(Beginning of Extracted entries)
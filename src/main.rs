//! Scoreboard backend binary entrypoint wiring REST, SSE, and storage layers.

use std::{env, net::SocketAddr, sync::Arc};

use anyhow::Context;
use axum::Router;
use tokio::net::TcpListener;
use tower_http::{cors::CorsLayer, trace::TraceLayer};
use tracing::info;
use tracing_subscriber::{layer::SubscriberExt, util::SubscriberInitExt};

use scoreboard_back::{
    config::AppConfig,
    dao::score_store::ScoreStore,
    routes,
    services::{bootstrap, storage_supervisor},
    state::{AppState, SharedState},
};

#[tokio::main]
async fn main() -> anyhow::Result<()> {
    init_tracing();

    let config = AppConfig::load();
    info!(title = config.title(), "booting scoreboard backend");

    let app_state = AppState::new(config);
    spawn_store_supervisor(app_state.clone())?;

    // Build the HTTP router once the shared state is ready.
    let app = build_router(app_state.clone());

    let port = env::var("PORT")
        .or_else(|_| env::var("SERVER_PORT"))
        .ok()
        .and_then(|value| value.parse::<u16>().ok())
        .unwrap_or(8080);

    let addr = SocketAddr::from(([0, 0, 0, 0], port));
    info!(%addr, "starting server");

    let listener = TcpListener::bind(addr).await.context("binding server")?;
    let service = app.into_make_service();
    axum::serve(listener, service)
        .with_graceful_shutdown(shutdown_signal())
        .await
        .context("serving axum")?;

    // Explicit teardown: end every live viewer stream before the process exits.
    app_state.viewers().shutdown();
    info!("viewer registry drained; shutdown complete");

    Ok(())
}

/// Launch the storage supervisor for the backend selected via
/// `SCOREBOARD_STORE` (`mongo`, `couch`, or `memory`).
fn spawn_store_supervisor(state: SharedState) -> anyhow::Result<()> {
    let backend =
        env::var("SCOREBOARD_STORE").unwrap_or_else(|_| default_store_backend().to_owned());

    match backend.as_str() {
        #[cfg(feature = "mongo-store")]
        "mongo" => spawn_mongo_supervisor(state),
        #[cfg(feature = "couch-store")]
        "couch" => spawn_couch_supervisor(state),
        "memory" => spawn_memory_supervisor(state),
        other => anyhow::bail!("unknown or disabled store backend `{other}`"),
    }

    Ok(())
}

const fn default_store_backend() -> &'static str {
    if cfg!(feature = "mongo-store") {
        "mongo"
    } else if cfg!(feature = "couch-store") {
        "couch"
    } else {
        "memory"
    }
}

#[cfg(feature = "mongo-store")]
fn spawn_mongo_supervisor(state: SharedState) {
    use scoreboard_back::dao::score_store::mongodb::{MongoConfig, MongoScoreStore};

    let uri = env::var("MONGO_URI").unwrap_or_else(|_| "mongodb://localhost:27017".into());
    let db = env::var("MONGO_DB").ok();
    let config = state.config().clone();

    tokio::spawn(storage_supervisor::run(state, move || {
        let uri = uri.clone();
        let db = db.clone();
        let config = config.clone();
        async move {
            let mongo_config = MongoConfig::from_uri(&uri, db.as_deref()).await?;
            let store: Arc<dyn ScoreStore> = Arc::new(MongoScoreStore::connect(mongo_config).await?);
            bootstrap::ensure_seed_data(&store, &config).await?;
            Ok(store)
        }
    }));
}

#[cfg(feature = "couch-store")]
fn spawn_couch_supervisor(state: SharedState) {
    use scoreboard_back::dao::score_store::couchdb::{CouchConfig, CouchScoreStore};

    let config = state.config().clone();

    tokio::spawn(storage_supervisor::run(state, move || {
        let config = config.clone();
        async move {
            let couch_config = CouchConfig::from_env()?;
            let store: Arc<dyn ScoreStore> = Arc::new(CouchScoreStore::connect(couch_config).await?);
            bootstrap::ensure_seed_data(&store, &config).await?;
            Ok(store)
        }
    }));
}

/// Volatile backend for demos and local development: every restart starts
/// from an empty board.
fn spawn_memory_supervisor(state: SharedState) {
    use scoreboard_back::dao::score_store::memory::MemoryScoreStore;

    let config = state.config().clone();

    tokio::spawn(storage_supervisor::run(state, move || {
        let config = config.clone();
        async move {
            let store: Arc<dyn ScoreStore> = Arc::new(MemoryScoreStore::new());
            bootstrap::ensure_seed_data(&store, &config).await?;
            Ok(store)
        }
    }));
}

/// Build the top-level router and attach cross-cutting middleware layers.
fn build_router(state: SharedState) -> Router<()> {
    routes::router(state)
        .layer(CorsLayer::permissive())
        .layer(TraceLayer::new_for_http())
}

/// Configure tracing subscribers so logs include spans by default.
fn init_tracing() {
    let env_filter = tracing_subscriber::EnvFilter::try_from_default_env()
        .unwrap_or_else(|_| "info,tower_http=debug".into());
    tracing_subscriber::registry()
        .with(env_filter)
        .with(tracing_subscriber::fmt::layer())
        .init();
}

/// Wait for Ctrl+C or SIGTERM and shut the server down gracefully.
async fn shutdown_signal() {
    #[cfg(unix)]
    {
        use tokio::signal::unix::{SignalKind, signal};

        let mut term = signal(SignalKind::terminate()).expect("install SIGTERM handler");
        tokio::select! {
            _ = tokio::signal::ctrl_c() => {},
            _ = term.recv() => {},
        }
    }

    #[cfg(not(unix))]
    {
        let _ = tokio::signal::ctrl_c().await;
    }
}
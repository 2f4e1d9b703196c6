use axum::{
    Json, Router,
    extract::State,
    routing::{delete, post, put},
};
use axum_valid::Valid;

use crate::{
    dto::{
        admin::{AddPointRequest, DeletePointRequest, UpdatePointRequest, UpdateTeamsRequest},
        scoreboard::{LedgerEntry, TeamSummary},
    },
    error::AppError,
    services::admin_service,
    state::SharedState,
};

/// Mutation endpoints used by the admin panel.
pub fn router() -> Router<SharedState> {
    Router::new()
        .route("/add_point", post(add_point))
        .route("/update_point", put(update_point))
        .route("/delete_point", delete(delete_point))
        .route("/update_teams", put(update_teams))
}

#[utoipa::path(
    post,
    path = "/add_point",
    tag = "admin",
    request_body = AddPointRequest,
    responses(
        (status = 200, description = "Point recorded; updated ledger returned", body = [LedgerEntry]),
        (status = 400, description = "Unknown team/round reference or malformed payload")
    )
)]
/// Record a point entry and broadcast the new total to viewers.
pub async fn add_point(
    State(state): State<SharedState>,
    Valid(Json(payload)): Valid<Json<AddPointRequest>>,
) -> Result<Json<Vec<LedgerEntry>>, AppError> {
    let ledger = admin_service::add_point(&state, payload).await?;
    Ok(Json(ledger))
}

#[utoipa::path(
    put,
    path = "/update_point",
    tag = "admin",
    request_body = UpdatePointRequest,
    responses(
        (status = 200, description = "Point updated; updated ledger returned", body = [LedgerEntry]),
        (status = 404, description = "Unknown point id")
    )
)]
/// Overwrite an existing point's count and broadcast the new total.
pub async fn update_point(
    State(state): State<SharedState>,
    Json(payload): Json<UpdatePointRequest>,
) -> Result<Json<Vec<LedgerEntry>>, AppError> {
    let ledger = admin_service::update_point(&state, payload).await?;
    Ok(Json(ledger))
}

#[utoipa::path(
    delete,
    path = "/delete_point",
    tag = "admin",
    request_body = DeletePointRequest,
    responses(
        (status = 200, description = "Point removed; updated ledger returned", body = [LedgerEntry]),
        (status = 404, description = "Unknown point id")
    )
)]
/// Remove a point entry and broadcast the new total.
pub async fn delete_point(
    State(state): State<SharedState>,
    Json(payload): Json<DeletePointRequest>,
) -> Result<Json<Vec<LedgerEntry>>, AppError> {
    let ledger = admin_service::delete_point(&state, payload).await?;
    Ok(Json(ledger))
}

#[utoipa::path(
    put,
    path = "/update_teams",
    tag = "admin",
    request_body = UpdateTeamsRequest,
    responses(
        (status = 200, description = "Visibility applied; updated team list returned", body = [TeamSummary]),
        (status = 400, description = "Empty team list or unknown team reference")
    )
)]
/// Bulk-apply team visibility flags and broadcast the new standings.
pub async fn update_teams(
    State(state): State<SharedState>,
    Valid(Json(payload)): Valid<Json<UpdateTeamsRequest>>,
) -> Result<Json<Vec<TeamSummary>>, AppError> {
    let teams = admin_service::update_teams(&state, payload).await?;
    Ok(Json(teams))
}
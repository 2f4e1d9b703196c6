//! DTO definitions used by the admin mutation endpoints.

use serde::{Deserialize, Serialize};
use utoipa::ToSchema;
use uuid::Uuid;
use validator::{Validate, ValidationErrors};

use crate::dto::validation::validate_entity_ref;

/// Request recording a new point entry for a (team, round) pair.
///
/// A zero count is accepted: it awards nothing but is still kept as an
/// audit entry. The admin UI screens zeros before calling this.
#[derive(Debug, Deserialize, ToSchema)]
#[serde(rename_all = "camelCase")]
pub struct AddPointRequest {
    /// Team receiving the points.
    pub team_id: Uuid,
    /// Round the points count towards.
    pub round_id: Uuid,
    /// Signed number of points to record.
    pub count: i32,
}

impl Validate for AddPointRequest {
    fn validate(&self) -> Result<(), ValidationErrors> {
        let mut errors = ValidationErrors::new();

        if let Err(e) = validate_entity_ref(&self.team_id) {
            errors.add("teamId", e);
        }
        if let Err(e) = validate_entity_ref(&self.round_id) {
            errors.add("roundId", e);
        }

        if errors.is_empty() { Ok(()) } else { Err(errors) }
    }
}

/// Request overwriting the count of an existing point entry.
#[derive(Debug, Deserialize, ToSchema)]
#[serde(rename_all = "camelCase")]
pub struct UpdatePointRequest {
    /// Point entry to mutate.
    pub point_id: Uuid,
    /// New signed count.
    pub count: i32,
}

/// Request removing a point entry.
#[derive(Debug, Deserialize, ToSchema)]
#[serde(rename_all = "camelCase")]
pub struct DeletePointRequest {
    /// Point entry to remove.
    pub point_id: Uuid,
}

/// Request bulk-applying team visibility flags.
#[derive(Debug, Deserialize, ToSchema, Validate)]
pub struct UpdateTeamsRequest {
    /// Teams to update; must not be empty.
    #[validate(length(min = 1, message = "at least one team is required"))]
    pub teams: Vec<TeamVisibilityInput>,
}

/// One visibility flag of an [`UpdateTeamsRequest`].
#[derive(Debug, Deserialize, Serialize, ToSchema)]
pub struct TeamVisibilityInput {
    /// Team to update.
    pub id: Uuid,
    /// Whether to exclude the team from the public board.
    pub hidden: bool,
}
(End of Extracted entries)
* _Task statement_: For this exercise, copy every line of the data that holds "ValidationErrors".

* _Written response_:
use validator::{Validate, ValidationErrors};
    fn validate(&self) -> Result<(), ValidationErrors> {
        let mut errors = ValidationErrors::new();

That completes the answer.